Penulis Jlitheng
Terhadap konten Salam Pagi yang saya share kemarin, ada beberapa tanggapan yang menarik, antara lain:
“Kehilangan data pasti jadi sesuatu yang membuat kita ngunjal ambegan sebagai content creator ya Opa… Tetap semangat Opa, tulisan & pesanmu menembus sukma, tersimpan baik di dalam hati & pikiran kami. ciayooo….”
Yang lain : “tetap berkarya pakde. Salam Pagi pakde telah saya simpan dalam File khusus bernama Salam Pagi.”
Yang lain lagi : “tetaplah menulis sahabatku. Dengan dibersihkannya data itu akan terbuka ruang baru dalam pikiran dan hati, yang akan melahirkan Salam Pagi-Salam Pagi baru yang lebih indah.“
Ikhlas… ya… ikhlas itu membebaskan:
dari rasa owel (tak rela)
dari rasa khawatir dilupakan
dari rasa memiliki
dari rasa berprestasi
dari rasa berharga
dari rasa decak wow.
Ada hal baru yang saya catat dari peristiwa itu yakni: hanya jika ikhlas dan rela diri dibasuh oleh Tuhan, akan layak untuk melayani.

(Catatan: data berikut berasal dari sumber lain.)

//! Structured JSON logging setup using tracing.
//!
//! Initializes the tracing subscriber with JSON output suitable for log
//! aggregation systems.

use tracing_subscriber::{fmt, layer::SubscriberExt, util::SubscriberInitExt, EnvFilter};

/// Initialize the tracing subscriber with JSON logging.
///
/// # Arguments
///
/// * `filter` - The log filter directive (e.g., "info,crosswalk=debug"),
///   overridable via `RUST_LOG`.
///
/// # Panics
///
/// Panics if the subscriber has already been initialized.
pub fn init_logging(filter: &str) {
    let filter_layer =
        match EnvFilter::try_from_default_env().or_else(|_| EnvFilter::try_new(filter)) {
            Ok(f) => f,
            Err(e) => {
                eprintln!("FATAL: Failed to create log filter: {e}");
                std::process::exit(1);
            }
        };

    let fmt_layer = fmt::layer()
        .json()
        .with_target(true)
        .with_file(true)
        .with_line_number(true)
        .flatten_event(true);

    tracing_subscriber::registry()
        .with(fmt_layer)
        .with(filter_layer)
        .init();

    tracing::info!(filter = %filter, "Logging initialized");
}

Flashback ke Perayaan Pekan Suci.
Kamis Putih: mengenang perjamuan malam terakhir dan dasar awal Ekaristi. Dalam acara pembasuhan kaki, hampir di semua paroki menyebutkan dengan pembasuhan kaki para rasul. Mungkin lebih tepat sebagai pembasuhan kaki wakil umat. Bila pakai istilah yang terakhir: maka wakil umat yang dibasuh kakinya bisa juga seorang perempuan. Toh, dalam hidup menggereja tak sedikit kaum Kartini yang berjibaku dalam pelayanan. Mereka layak untuk jadi wakil umat yang dibasuh kakinya. Dan, ini pernah dilakukan oleh Paus Fransiskus pada awal kepemimpinannya. Toh yang mau diperagakan adalah pembasuhan kaki sebagai simbol pelayanan gereja (baik pastor dan umat, laki-laki dan perempuan).
Membersihkan diri mendahului pelayanan, agar terbebas dari segala bentuk rasa khawatir dan ingin memiliki (diingat, dicatat, berharga, berkuasa, berprestasi…).
Salam sehat dan makin ikhlas berbagi cahaya.